The Future’s So Bright
And so it is that another year dawns across our humble spinning marble, with the usual whipping winds and frigid temps in attendance. But at least the promise of a more temperate employment scene delivers relief. A whack of end-of-year projections portends an uptick in the job market for the coming stretch.
The Manpower Employment Outlook Survey for Q1 of 2015, for one, uncovered considerable reason for optimism in its poll of 1,900 Canadian employers with interests that cut across a swath of sectors. It predicts a robust hiring trend to launch 2015, with some 11 percent of Canadian employers planning to expand their rosters.
Regional hiring variations appear to have done an about-face from recent times, with the preponderance of activity expected to take place in the eastern — rather than the long-swelling western — part of the country. Fourteen percent of employers in Atlantic Canada anticipate hiring more staff.
In the West, meanwhile, eight percent of employers expect to staff up in the first part of 2015 — same as in Ontario. About six percent of Quebec employers are hiring.

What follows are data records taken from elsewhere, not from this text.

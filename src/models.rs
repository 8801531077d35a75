use chrono::{DateTime, Utc};
use serde::{Deserialize, Serialize};
use std::fmt;

// ============ Lead Model ============

/// Funnel stage of a lead.
#[derive(Debug, Clone, Copy, PartialEq, Eq, Serialize, Deserialize)]
#[serde(rename_all = "lowercase")]
pub enum SubmissionType {
    /// First step of the funnel: address, phone and consent only.
    Partial,
    /// Full contact and property details.
    Complete,
}

impl SubmissionType {
    pub fn as_str(&self) -> &'static str {
        match self {
            SubmissionType::Partial => "partial",
            SubmissionType::Complete => "complete",
        }
    }
}

impl fmt::Display for SubmissionType {
    fn fmt(&self, f: &mut fmt::Formatter<'_>) -> fmt::Result {
        f.write_str(self.as_str())
    }
}

/// Seller-reported property condition.
#[derive(Debug, Clone, Copy, PartialEq, Eq, Serialize, Deserialize)]
#[serde(rename_all = "lowercase")]
pub enum PropertyCondition {
    Excellent,
    Good,
    Fair,
    Poor,
}

impl PropertyCondition {
    pub const ALLOWED: [&'static str; 4] = ["excellent", "good", "fair", "poor"];

    pub fn parse(raw: &str) -> Option<Self> {
        match raw {
            "excellent" => Some(Self::Excellent),
            "good" => Some(Self::Good),
            "fair" => Some(Self::Fair),
            "poor" => Some(Self::Poor),
            _ => None,
        }
    }

    pub fn as_str(&self) -> &'static str {
        match self {
            Self::Excellent => "excellent",
            Self::Good => "good",
            Self::Fair => "fair",
            Self::Poor => "poor",
        }
    }
}

/// How soon the seller wants to sell.
#[derive(Debug, Clone, Copy, PartialEq, Eq, Serialize, Deserialize)]
pub enum Timeline {
    #[serde(rename = "asap")]
    Asap,
    #[serde(rename = "30days")]
    ThirtyDays,
    #[serde(rename = "60days")]
    SixtyDays,
    #[serde(rename = "90days")]
    NinetyDays,
    #[serde(rename = "flexible")]
    Flexible,
}

impl Timeline {
    pub const ALLOWED: [&'static str; 5] = ["asap", "30days", "60days", "90days", "flexible"];

    pub fn parse(raw: &str) -> Option<Self> {
        match raw {
            "asap" => Some(Self::Asap),
            "30days" => Some(Self::ThirtyDays),
            "60days" => Some(Self::SixtyDays),
            "90days" => Some(Self::NinetyDays),
            "flexible" => Some(Self::Flexible),
            _ => None,
        }
    }

    pub fn as_str(&self) -> &'static str {
        match self {
            Self::Asap => "asap",
            Self::ThirtyDays => "30days",
            Self::SixtyDays => "60days",
            Self::NinetyDays => "90days",
            Self::Flexible => "flexible",
        }
    }
}

/// One entry of a geocoder `address_components` list.
#[derive(Debug, Clone, PartialEq, Eq, Serialize, Deserialize)]
#[serde(rename_all = "camelCase")]
pub struct AddressComponent {
    #[serde(alias = "long_name")]
    pub long_name: String,
    #[serde(alias = "short_name")]
    pub short_name: String,
    #[serde(default)]
    pub types: Vec<String>,
}

/// Result of a phone verification lookup.
#[derive(Debug, Clone, Default, PartialEq, Eq, Serialize, Deserialize)]
#[serde(rename_all = "camelCase")]
pub struct PhoneVerification {
    pub is_valid: bool,
    #[serde(skip_serializing_if = "Option::is_none")]
    pub phone_number: Option<String>,
    #[serde(skip_serializing_if = "Option::is_none")]
    pub line_type: Option<String>,
    #[serde(skip_serializing_if = "Option::is_none")]
    pub carrier: Option<String>,
    /// Set when the provider could not classify the number at all.
    #[serde(skip_serializing_if = "Option::is_none")]
    pub error: Option<String>,
}

impl PhoneVerification {
    pub fn unavailable(reason: impl Into<String>) -> Self {
        Self {
            is_valid: false,
            error: Some(reason.into()),
            ..Default::default()
        }
    }

    /// True when the provider itself failed, as opposed to rejecting the number.
    pub fn provider_failed(&self) -> bool {
        self.error.is_some()
    }
}

/// Normalized lead, the single payload every destination receives.
#[derive(Debug, Clone, PartialEq, Serialize, Deserialize)]
#[serde(rename_all = "camelCase")]
pub struct LeadRecord {
    pub lead_id: String,
    pub timestamp: DateTime<Utc>,
    pub last_updated: DateTime<Utc>,
    pub submission_type: SubmissionType,

    #[serde(skip_serializing_if = "Option::is_none")]
    pub first_name: Option<String>,
    #[serde(skip_serializing_if = "Option::is_none")]
    pub last_name: Option<String>,
    #[serde(skip_serializing_if = "Option::is_none")]
    pub email: Option<String>,
    pub phone: String,

    pub address: String,
    #[serde(skip_serializing_if = "Option::is_none")]
    pub address_line1: Option<String>,
    #[serde(skip_serializing_if = "Option::is_none")]
    pub city: Option<String>,
    #[serde(skip_serializing_if = "Option::is_none")]
    pub state: Option<String>,
    #[serde(skip_serializing_if = "Option::is_none")]
    pub postal_code: Option<String>,
    #[serde(skip_serializing_if = "Option::is_none")]
    pub place_id: Option<String>,

    #[serde(skip_serializing_if = "Option::is_none")]
    pub property_condition: Option<PropertyCondition>,
    #[serde(skip_serializing_if = "Option::is_none")]
    pub timeline: Option<Timeline>,
    pub price: Option<f64>,
    /// Asking price exactly as the seller typed it.
    #[serde(skip_serializing_if = "Option::is_none")]
    pub asking_price: Option<String>,
    #[serde(skip_serializing_if = "Option::is_none")]
    pub is_property_listed: Option<bool>,

    pub referral_source: String,
    #[serde(skip_serializing_if = "Option::is_none")]
    pub consent: Option<bool>,

    #[serde(skip_serializing_if = "Option::is_none")]
    pub phone_verification: Option<PhoneVerification>,
}

impl LeadRecord {
    pub fn is_partial(&self) -> bool {
        self.submission_type == SubmissionType::Partial
    }
}

// ============ API Models ============

/// Body of every successful submission response.
#[derive(Debug, Clone, Serialize, Deserialize)]
#[serde(rename_all = "camelCase")]
pub struct SubmissionResponse {
    pub success: bool,
    pub lead_id: String,
    #[serde(skip_serializing_if = "Option::is_none")]
    pub warning: Option<String>,
}
use async_trait::async_trait;
use governor::clock::{Clock, DefaultClock};
use governor::state::keyed::DefaultKeyedStateStore;
use governor::{Quota, RateLimiter as KeyedLimiter};
use std::num::NonZeroU32;
use std::sync::Arc;
use std::time::Duration;

/// Outcome of a rate-limit check for one caller.
#[derive(Debug, Clone, Copy, PartialEq, Eq)]
pub struct RateLimitDecision {
    pub success: bool,
    /// Whole seconds until the caller may try again, when limited.
    pub retry_after: Option<u64>,
}

impl RateLimitDecision {
    pub fn allowed() -> Self {
        Self {
            success: true,
            retry_after: None,
        }
    }

    pub fn limited(retry_after: u64) -> Self {
        Self {
            success: false,
            retry_after: Some(retry_after),
        }
    }
}

/// Per-IP submission throttle consulted before any processing happens.
#[async_trait]
pub trait RateLimiter: Send + Sync {
    async fn check(&self, ip: &str) -> RateLimitDecision;
}

/// In-process keyed GCRA limiter.
///
/// Allows `requests` submissions per `window` per IP, refilling smoothly.
// See: https://docs.rs/governor/latest/governor/_guide/index.html#usage-in-multiple-threads
#[derive(Clone)]
pub struct GovernorRateLimiter {
    limiter: Arc<KeyedLimiter<String, DefaultKeyedStateStore<String>, DefaultClock>>,
    clock: DefaultClock,
}

impl GovernorRateLimiter {
    pub fn new(requests: NonZeroU32, window: Duration) -> Self {
        let period = window / requests.get();
        let quota = Quota::with_period(period)
            .unwrap_or_else(|| Quota::per_second(requests))
            .allow_burst(requests);
        let clock = DefaultClock::default();
        let limiter = Arc::new(KeyedLimiter::dashmap_with_clock(quota, &clock));
        Self { limiter, clock }
    }

    /// Number of IPs currently tracked.
    pub fn tracked_keys(&self) -> usize {
        self.limiter.len()
    }

    /// Forget IPs whose quota has fully replenished.
    pub fn prune(&self) {
        self.limiter.retain_recent();
        self.limiter.shrink_to_fit();
    }

    /// Prunes the per-IP state every `every`, needs to be spawned in a
    /// separate task.
    pub async fn clean_state(&self, every: Duration) {
        let mut interval = tokio::time::interval(every);
        loop {
            interval.tick().await;
            self.prune();
            tracing::debug!("Rate limiter tracking {} IPs after prune", self.tracked_keys());
        }
    }
}

#[async_trait]
impl RateLimiter for GovernorRateLimiter {
    async fn check(&self, ip: &str) -> RateLimitDecision {
        match self.limiter.check_key(&ip.to_string()) {
            Ok(()) => RateLimitDecision::allowed(),
            Err(not_until) => {
                let wait = not_until.wait_time_from(self.clock.now());
                // Round up so clients never retry a fraction of a second too early.
                let secs = wait.as_secs() + u64::from(wait.subsec_nanos() > 0);
                RateLimitDecision::limited(secs.max(1))
            }
        }
    }
}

According to HR consulting firm Robert Half, the hiring projections of Canadian IT employers are even more ambitious, with 84 percent expecting to expand in the coming months. Indeed, folks in this sector are so in need of skilled tech professionals that half characterized their pursuit as “somewhat” or “very” challenging, with supply consistently outstripping demand.
The top five Canadian cities anticipating the most hiring in the first quarter of 2015 are:
- Halifax, NS
- Kitchener/Cambridge, Ont.
- Thunder Bay, Ont.
- Hamilton, Ont.
- Fredericton, NB
The top five sectors anticipating the most hiring in the first quarter of 2015 are:
- Finance, insurance and real estate
- Manufacturing — durables
- Public administration
- Transportation and public utilities
Having achieved a national unemployment rate of 6.5 percent in October — the lowest in six years — Canada is on the decided ascent up the lush green side of the hill (the prevailing real-life backdrop of snow squalls notwithstanding).